We have some helper functions to deal with common tasks as IndexedDB clean up and search. You can find a short description of each one below:

  • setupSubjectList: creates a new list of test instances that must have their IndexedDB connection closed and data erased after each test execution.
  • registerSubject: register a new test instance that will have to be cleaned after each test execution.
  • clearSubjects: clean up all test instances registered at the last execution.
  • indexedDBSearch: execute a several types of searches using IndexedDB created by the given test subject.
  • getErrorMessage: a simple helper to get async error messages.

Submitting a Pull Request (PR)

Before you submit your Pull Request (PR) consider the following guidelines:

  • Search our repository for an open or closed PR that relates to your submission. You don't want to duplicate effort.

  • Fork the project on Github

  • Make your changes in a new git branch:

    git checkout -b my-fix-branch master
  • Create your patch, following code style guidelines, and including appropriate test cases.

  • Run the full test suite and ensure that all tests pass.

  • Commit your changes using a descriptive commit message that follows our commit message format:

    npm run commit
  • Push your branch to your GitHub fork:

    git push origin my-fix-branch
  • In GitHub, send a pull request to @webcrypto/storage:master.

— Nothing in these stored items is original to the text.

// Copyright 2019-2026 ChainSafe Systems
// SPDX-License-Identifier: Apache-2.0, MIT

use super::{TaskError, TaskOutput, TipsetContext};
use crate::model::{BlockHeaderRow, BlockParentRow, DrandBlockEntryRow, TipsetBundle};

pub fn block_headers(ctx: &TipsetContext) -> Result<TaskOutput, TaskError> {
    let height = ctx.current.epoch();
    let rows = ctx.current.block_entries().map(|(cid, header)| BlockHeaderRow {
        height,
        cid: cid.to_string(),
        miner: header.miner.to_string(),
        parent_weight: header.parent_weight.clone(),
        parent_state_root: header.parent_state_root.to_string(),
        parent_base_fee: header.parent_base_fee.clone(),
        timestamp: header.timestamp as i64,
        win_count: header.election_proof.as_ref().map(|p| p.win_count),
        fork_signaling: header.fork_signaling as i64,
    });
    let mut bundle = TipsetBundle::default();
    bundle.push_rows(rows);
    Ok(TaskOutput::rows(bundle))
}

pub fn block_parents(ctx: &TipsetContext) -> Result<TaskOutput, TaskError> {
    let height = ctx.current.epoch();
    let mut rows = vec![];
    for (cid, header) in ctx.current.block_entries() {
        for parent in header.parents.cids() {
            rows.push(BlockParentRow {
                height,
                block: cid.to_string(),
                parent: parent.to_string(),
            });
        }
    }
    let mut bundle = TipsetBundle::default();
    bundle.push_rows(rows);
    Ok(TaskOutput::rows(bundle))
}

pub fn drand_block_entries(ctx: &TipsetContext) -> Result<TaskOutput, TaskError> {
    let mut rows = vec![];
    for (cid, header) in ctx.current.block_entries() {
        for entry in &header.beacon_entries {
            rows.push(DrandBlockEntryRow {
                round: entry.round as i64,
                block: cid.to_string(),
            });
        }
    }
    let mut bundle = TipsetBundle::default();
    bundle.push_rows(rows);
    Ok(TaskOutput::rows(bundle))
}
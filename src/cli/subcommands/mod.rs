// Copyright 2019-2026 ChainSafe Systems
// SPDX-License-Identifier: Apache-2.0, MIT

mod chain_cmd;
mod config_cmd;
mod gap_cmd;
mod index_cmd;
mod init_cmd;
mod job_cmd;
mod log_cmd;
mod migrate_cmd;
mod net_cmd;
mod shutdown_cmd;
mod sync_cmd;

use serde::Serialize;

pub(super) use self::{
    chain_cmd::ChainCommands, config_cmd::ConfigCommands, gap_cmd::GapCommands,
    index_cmd::IndexCommands, init_cmd::InitCommand, job_cmd::JobCommands, log_cmd::LogCommands,
    migrate_cmd::MigrateCommand, net_cmd::NetCommands, shutdown_cmd::ShutdownCommand,
    sync_cmd::SyncCommands,
};
#[cfg(test)]
pub(super) use self::job_cmd::RunCommands;

/// Prints a JSON-RPC response the way the daemon sent it.
pub(super) fn print_json<T: Serialize>(value: &T) -> anyhow::Result<()> {
    println!("{}", serde_json::to_string_pretty(value)?);
    Ok(())
}
// Copyright 2019-2026 ChainSafe Systems
// SPDX-License-Identifier: Apache-2.0, MIT

use std::fmt::{self, Display};

use jsonrpsee::{
    core::ClientError,
    types::error::{self, ErrorCode, ErrorObjectOwned},
};

use crate::chain::HeightRangeError;
use crate::cli_shared::logger::LogError;
use crate::tasks::UnknownTask;
use crate::{datasource, queue, schedule, storage};

/// An error returned _by the server_, not due to e.g serialization errors, protocol errors, or
/// the connection failing.
#[derive(derive_more::From, derive_more::Into, Debug, PartialEq)]
pub struct ServerError {
    inner: ErrorObjectOwned,
}

/// Codes from -32000 to -32099 are reserved for implementation-defined server errors.
pub(crate) mod implementation_defined_errors {
    /// The daemon runs without a node connection that can serve this method.
    pub(crate) const UNSUPPORTED_METHOD: i32 = -32001;
    /// The node the daemon reads from is unreachable.
    pub(crate) const CHAIN_UNAVAILABLE: i32 = -32002;
}

impl ServerError {
    pub fn new(
        code: i32,
        message: impl Display,
        data: impl Into<Option<serde_json::Value>>,
    ) -> Self {
        Self {
            inner: ErrorObjectOwned::owned(code, message.to_string(), data.into()),
        }
    }
    pub fn message(&self) -> &str {
        self.inner.message()
    }
    pub fn known_code(&self) -> ErrorCode {
        self.inner.code().into()
    }

    pub fn unsupported_method() -> Self {
        Self::new(
            implementation_defined_errors::UNSUPPORTED_METHOD,
            "unsupported method",
            Some("This daemon is not connected to a node that serves this method".into()),
        )
    }

    /// Whether the caller, not the daemon, is at fault.
    pub fn is_user_error(code: i32) -> bool {
        matches!(
            ErrorCode::from(code),
            ErrorCode::InvalidParams | ErrorCode::MethodNotFound | ErrorCode::ParseError
        )
    }
}

impl Display for ServerError {
    fn fmt(&self, f: &mut fmt::Formatter<'_>) -> fmt::Result {
        f.write_str("JSON-RPC error:\n")?;
        f.write_fmt(format_args!("\tcode: {}\n", self.inner.code()))?;
        f.write_fmt(format_args!("\tmessage: {}\n", self.inner.message()))?;
        if let Some(data) = self.inner.data() {
            f.write_fmt(format_args!("\tdata: {data}\n"))?
        }
        Ok(())
    }
}

impl std::error::Error for ServerError {}

macro_rules! ctor {
    ($($ctor:ident { $code:expr })*) => {
        $(
            impl ServerError {
                pub fn $ctor(message: impl Display, data: impl Into<Option<serde_json::Value>>) -> Self {
                    Self::new($code, message, data)
                }
            }
        )*
    }
}

ctor! {
    parse_error { error::PARSE_ERROR_CODE }
    internal_error { error::INTERNAL_ERROR_CODE }
    invalid_params { error::INVALID_PARAMS_CODE }
    method_not_found { error::METHOD_NOT_FOUND_CODE }
}

macro_rules! from2internal {
    ($($ty:ty),* $(,)?) => {
        $(
            impl From<$ty> for ServerError {
                fn from(it: $ty) -> Self {
                    Self::internal_error(it, None)
                }
            }
        )*
    };
}

macro_rules! from2invalid_params {
    ($($ty:ty),* $(,)?) => {
        $(
            impl From<$ty> for ServerError {
                fn from(it: $ty) -> Self {
                    Self::invalid_params(it, None)
                }
            }
        )*
    };
}

from2internal! {
    String,
    anyhow::Error,
    serde_json::Error,
    tokio::task::JoinError,
}

from2invalid_params! {
    HeightRangeError,
    UnknownTask,
}

impl From<schedule::Error> for ServerError {
    fn from(e: schedule::Error) -> Self {
        match e {
            schedule::Error::UnknownJob(_) | schedule::Error::AlreadyRunning(_) => {
                Self::invalid_params(e, None)
            }
            schedule::Error::ShuttingDown => Self::internal_error(e, None),
        }
    }
}

impl From<storage::Error> for ServerError {
    fn from(e: storage::Error) -> Self {
        match e {
            storage::Error::UnknownStorage(_) | storage::Error::Locked(_) => {
                Self::invalid_params(e, None)
            }
            e => Self::internal_error(e, None),
        }
    }
}

impl From<queue::Error> for ServerError {
    fn from(e: queue::Error) -> Self {
        match e {
            queue::Error::UnknownQueue(_) => Self::invalid_params(e, None),
            queue::Error::Storage(e) => e.into(),
            e => Self::internal_error(e, None),
        }
    }
}

impl From<datasource::Error> for ServerError {
    fn from(e: datasource::Error) -> Self {
        match e {
            datasource::Error::ChainUnavailable(_) => Self::new(
                implementation_defined_errors::CHAIN_UNAVAILABLE,
                e,
                None,
            ),
            datasource::Error::NotFound(_) => Self::invalid_params(e, None),
            datasource::Error::Other(_) => Self::internal_error(e, None),
        }
    }
}

impl From<LogError> for ServerError {
    fn from(e: LogError) -> Self {
        match e {
            LogError::Reload(_) => Self::internal_error(e, None),
            e => Self::invalid_params(e, None),
        }
    }
}

/// Node errors are forwarded as the node reported them.
impl From<ClientError> for ServerError {
    fn from(e: ClientError) -> Self {
        match e {
            ClientError::Call(inner) => Self { inner },
            e => Self::new(implementation_defined_errors::CHAIN_UNAVAILABLE, e, None),
        }
    }
}

impl From<ServerError> for ClientError {
    fn from(value: ServerError) -> Self {
        Self::Call(value.inner)
    }
}

#[cfg(test)]
mod tests {
    use super::*;

    #[test]
    fn caller_mistakes_are_invalid_params() {
        let e = ServerError::from(schedule::Error::UnknownJob(7));
        assert_eq!(e.known_code(), ErrorCode::InvalidParams);
        assert_eq!(e.message(), "unknown job 7");
        let e = ServerError::from(storage::Error::UnknownStorage("db".into()));
        assert_eq!(e.known_code(), ErrorCode::InvalidParams);
        let e = ServerError::from(queue::Error::UnknownQueue("q".into()));
        assert_eq!(e.known_code(), ErrorCode::InvalidParams);
        assert!(ServerError::is_user_error(error::INVALID_PARAMS_CODE));
    }

    #[test]
    fn daemon_failures_are_internal() {
        let e = ServerError::from(schedule::Error::ShuttingDown);
        assert_eq!(e.known_code(), ErrorCode::InternalError);
        let e = ServerError::from(anyhow::anyhow!("boom"));
        assert_eq!(e.known_code(), ErrorCode::InternalError);
        assert!(!ServerError::is_user_error(error::INTERNAL_ERROR_CODE));
        let e = ServerError::from(datasource::Error::ChainUnavailable("down".into()));
        assert!(!ServerError::is_user_error(e.inner.code()));
    }

    #[test]
    fn node_errors_pass_through() {
        let e = ServerError::from(ClientError::Call(ErrorObjectOwned::owned(
            1,
            "block not found",
            None::<()>,
        )));
        assert_eq!(e.message(), "block not found");
        assert_eq!(e.known_code(), ErrorCode::ServerError(1));
    }
}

  • Check if our Continuous Integration checks passed against your PR and make the necessary fixes if something breaks.

  • If we suggest changes then:

    • Please apply the required updates.

    • Re-run the test suites to ensure tests are still passing.

    • Re-run performance tests to make sure your changes didn't hurt performance.

    • Rebase your branch and force push to your GitHub repository (this will update your Pull Request):

      git rebase master -i
      git push -f

That's it! Thank you for your contribution!